8 Simple Reasons to Repair Your Broken Concrete

Concrete is a sturdy building material that has helped to build homes and businesses as far back as the ancient Egyptians in 3,000 BCE. Despite its incredible age as a building material, it is far from an indestructible substance. While some may think that a few cracks or shifts are not a problem, such notions are quite contrary to the truth. If you or someone you know has even a mild amount of damage in their concrete structures, look over this list of reasons why broken concrete is a problem and then see if they should remain unconcerned.

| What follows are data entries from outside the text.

impl Supervisor {
    pub fn new(spec: BackendSpec, settings: SupervisorSettings) -> (Self, SupervisorHandle) {
        let (commands_tx, commands) = mpsc::channel(COMMAND_BUFFER);
        // One pending start is enough: starting is idempotent
        let (starts_tx, starts) = mpsc::channel(1);
        let (exits_tx, exits) = mpsc::unbounded_channel();

        let supervisor = Self {
            spec,
            settings,
            handle: Arc::new(Mutex::new(None)),
            last_activity: Instant::now(),
            launches: 0,
            stopping: 0,
            start_deferred: false,
            commands,
            starts,
            exits_tx,
            exits,
        };
        let handle = SupervisorHandle {
            commands: commands_tx,
            starts: starts_tx,
        };
        (supervisor, handle)
    }

    /// Create a supervisor and run it on a new task
    pub fn spawn(
        spec: BackendSpec,
        settings: SupervisorSettings,
    ) -> (SupervisorHandle, JoinHandle<Result<(), SupervisorError>>) {
        let (supervisor, handle) = Self::new(spec, settings);
        (handle, tokio::spawn(supervisor.run()))
    }

    /// Process commands, exit reports and idle ticks until shut down.
    ///
    /// Returns an error when the backend cannot be launched, or when it
    /// exits on its own under [`ExitPolicy::Terminate`].
    pub async fn run(mut self) -> Result<(), SupervisorError> {
        let period = self.settings.idle_check_interval;
        let mut ticker = tokio::time::interval_at(tokio::time::Instant::now() + period, period);
        ticker.set_missed_tick_behavior(MissedTickBehavior::Delay);

        debug!(
            idle_timeout_ms = self.settings.idle_timeout.as_millis(),
            check_interval_ms = period.as_millis(),
            "Process supervisor started"
        );

        loop {
            let event = tokio::select! {
                Some(()) = self.starts.recv() => Event::Command(Command::Start),
                command = self.commands.recv() => match command {
                    Some(command) => Event::Command(command),
                    None => Event::Closed,
                },
                Some(exit) = self.exits.recv() => Event::Exited(exit),
                _ = ticker.tick() => Event::Command(Command::TickIdleCheck),
            };

            match event {
                Event::Command(Command::Start) => self.start_backend()?,
                Event::Command(Command::RecordActivity) => {
                    self.last_activity = Instant::now();
                }
                Event::Command(Command::TickIdleCheck) => self.check_idle(),
                Event::Command(Command::Status(reply)) => {
                    let _ = reply.send(self.status());
                }
                Event::Command(Command::Shutdown(reply)) => {
                    self.stop_backend("proxy shutting down");
                    let _ = reply.send(());
                    return Ok(());
                }
                Event::Exited(exit) if exit.planned => self.on_stopped_exit(exit)?,
                Event::Exited(exit) => self.on_unexpected_exit(exit)?,
                Event::Closed => {
                    debug!("All supervisor handles dropped");
                    self.stop_backend("supervisor handles dropped");
                    return Ok(());
                }
            }
        }
    }

    fn status(&self) -> BackendStatus {
        let pid = self.handle.lock().as_ref().map(|p| p.pid);
        BackendStatus {
            state: if pid.is_some() {
                BackendState::Running
            } else {
                BackendState::Stopped
            },
            pid,
            launches: self.launches,
            idle_for: self.last_activity.elapsed(),
            stopping: self.stopping,
        }
    }

    fn start_backend(&mut self) -> Result<(), SupervisorError> {
        let mut slot = self.handle.lock();
        if let Some(ref running) = *slot {
            debug!(pid = running.pid, "Backend already running");
            return Ok(());
        }

        // The old backend may still hold the forward address
        if self.stopping > 0 {
            if !self.start_deferred {
                debug!(stopping = self.stopping, "Previous backend still exiting, deferring start");
            }
            self.start_deferred = true;
            return Ok(());
        }

        let mut cmd = ProcessCommand::new(&self.spec.program);
        cmd.args(&self.spec.args);
        cmd.stdin(Stdio::null());
        cmd.stdout(Stdio::inherit());
        cmd.stderr(Stdio::inherit());

        if let Some(ref working_dir) = self.spec.working_dir {
            cmd.current_dir(working_dir);
        }
        if let Some(port) = self.spec.forward_port() {
            cmd.env("PORT", port.to_string());
        }
        for (key, value) in &self.spec.env {
            cmd.env(key, value);
        }

        // Own process group so the whole tree can be signaled at once
        #[cfg(unix)]
        cmd.process_group(0);

        let child = cmd.spawn().map_err(|source| {
            error!(program = %self.spec.program, error = %source, "Failed to start backend");
            SupervisorError::Spawn {
                program: self.spec.program.clone(),
                source,
            }
        })?;

        let pid = child.id().unwrap_or(0);
        self.launches += 1;
        let generation = self.launches;

        let (stop_tx, stop_rx) = oneshot::channel();

        *slot = Some(ProcessHandle {
            pid,
            pgid: pid,
            generation,
            started_at: Instant::now(),
            stop_tx,
        });
        drop(slot);

        self.last_activity = Instant::now();
        info!(
            pid,
            generation,
            program = %self.spec.program,
            args = ?self.spec.args,
            "Backend process started"
        );

        self.spawn_exit_watcher(child, pid, generation, stop_rx);
        Ok(())
    }

    /// Wait for the child to exit and report it to the loop. Once a stop is
    /// requested the child gets the grace period, then the group is killed.
    /// If the slot still holds this launch the exit was not requested.
    fn spawn_exit_watcher(
        &self,
        mut child: Child,
        pid: u32,
        generation: u64,
        stop_rx: oneshot::Receiver<()>,
    ) {
        let slot = Arc::clone(&self.handle);
        let exits = self.exits_tx.clone();
        let grace_period = self.settings.stop_grace_period;

        tokio::spawn(async move {
            let status = tokio::select! {
                status = child.wait() => status,
                Ok(()) = stop_rx => {
                    #[cfg(not(unix))]
                    let _ = child.start_kill();

                    match tokio::time::timeout(grace_period, child.wait()).await {
                        Ok(status) => status,
                        Err(_) => {
                            warn!(
                                pid,
                                grace_period_ms = grace_period.as_millis(),
                                "Grace period exceeded, killing backend"
                            );
                            #[cfg(unix)]
                            signal_group(pid, libc::SIGKILL);
                            let _ = child.start_kill();
                            child.wait().await
                        }
                    }
                }
            };

            let status = match status {
                Ok(status) => Some(status),
                Err(e) => {
                    warn!(pid, error = %e, "Failed to wait for backend process");
                    None
                }
            };

            let planned = {
                let mut guard = slot.lock();
                match guard.as_ref() {
                    Some(current) if current.generation == generation => {
                        *guard = None;
                        false
                    }
                    _ => true,
                }
            };

            let _ = exits.send(BackendExit {
                pid,
                generation,
                status,
                planned,
            });
        });
    }

    fn check_idle(&mut self) {
        let idle_for = self.last_activity.elapsed();
        let process = {
            let mut slot = self.handle.lock();
            if slot.is_none() || idle_for <= self.settings.idle_timeout {
                return;
            }
            slot.take()
        };

        if let Some(process) = process {
            info!(
                pid = process.pid,
                idle_ms = idle_for.as_millis(),
                uptime_secs = process.started_at.elapsed().as_secs(),
                "Idle timeout reached, stopping backend"
            );
            self.stopping += 1;
            process.terminate();
        }
    }

    fn stop_backend(&mut self, reason: &str) {
        let process = self.handle.lock().take();
        if let Some(process) = process {
            info!(pid = process.pid, reason, "Stopping backend");
            self.stopping += 1;
            process.terminate();
        }
    }

    fn on_stopped_exit(&mut self, exit: BackendExit) -> Result<(), SupervisorError> {
        self.stopping = self.stopping.saturating_sub(1);
        debug!(pid = exit.pid, status = ?exit.status, "Stopped backend process exited");

        if self.stopping == 0 && std::mem::take(&mut self.start_deferred) {
            self.start_backend()?;
        }
        Ok(())
    }

    fn on_unexpected_exit(&mut self, exit: BackendExit) -> Result<(), SupervisorError> {
        match self.settings.exit_policy {
            ExitPolicy::Terminate => {
                error!(
                    pid = exit.pid,
                    generation = exit.generation,
                    status = ?exit.status,
                    "Backend exited unexpectedly"
                );
                Err(SupervisorError::BackendExited {
                    pid: exit.pid,
                    status: exit.status,
                })
            }
            ExitPolicy::Restart => {
                warn!(
                    pid = exit.pid,
                    generation = exit.generation,
                    status = ?exit.status,
                    "Backend exited unexpectedly, next connection will start it again"
                );
                Ok(())
            }
        }
    }
}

1- Damaged Concrete Doesn’t Repair Itself, It Only Breaks More.
The longer you decide to leave damaged concrete untreated, the worse the problem will become. As if the continual degradation of the concrete structure were not enough of an incentive, more damage means more repair work and more repair work means more money being spent.

2- It Affect a Property’s Resale Value.
Whenever anyone puts a property up for sale, potential buyers will go over every aspect and feature of that property with a fine-toothed comb. This thoroughness extends to the inspectors those potential investors will hire. Having even one section of broken or damaged concrete will result in a noticeable cut from the money would have made when compared to the same property sold without any damaged concrete.

3- Broken Concrete is a Safety Hazard
Depending on the severity and location of a concrete slab, a crack, fissure or shift can cause problems for anyone passing over it. While the problems with tripping seem obvious in a warehouse or garage environment, especially pronounced cracks and fissures can cause damage to the wheels and undercarriage of vehicles. Any business with cracked flooring is liable for any injuries people suffer from tripping over the problem areas.

4- It Just Looks Bad
Concrete slabs that are pockmarked with depression and cracks are just unpleasant to look at, furthering the second reason on this list.

5- Water Can Pool and Exacerbate the Problem
Even the slightest break in a concrete surface is sufficient for water to slip inside. Anyone who shrugs at the idea of water infiltrating behind and beneath concrete is a person unfamiliar with erosion. Furthermore, seasonal changes can influence the water through the concrete-ice expands as it freezes, resulting in “outgrowths” of dangerously slippery icy patches in cold temperatures. Lastly, if water and moisture have a means of getting through concrete, it also means those forces can infiltrate the other areas of your home or business, attracting mold and vermin and potentially leading to rusted pipes.

6- It Can Warp the Structure
When a concrete foundation becomes uneven from cracks and soil issues, the supported structure suffers as well. This can influence the ability to properly open and close doors and windows as well as cause other issues like slowly tilting a chimney.

7- Just Patching Up a Crack Is Not Enough
While some concrete cracks because of surface-level problems, most cracks are actually symptomatic of a greater structural problem that would likely overwhelm a normal person interested in fixing the source issue. Laypersons should never attempt to fix severely damaged concrete; such work should be handled by a professional, ideally someone affiliated with the American Concrete Institute, the American Society of Concrete Contractors or the National Ready Mixed Concrete Association.

8- Repairs Can Take Less Time Than You Might Think
Some of the less invasive repair and restoration jobs can easily be started and completed in less than a single day. It should be noted that the timetable for any job involving exposed concrete is going to be modified by the temperatures and weather; concrete needs dry air and sunlight to help it properly solidify, a torrential downpour will likely prevent any work and may extend the length of the restoration.

After reading this exhaustive list, it should be obvious why repairing concrete is something that should be handled as soon they become noticed, weather permitting of course. As Benjamin Franklin once said “an ounce of prevention is worth a pound of cure.” Preventing small cracks from becoming big ones can be preserve your wallet, your time and the quality of your home or business.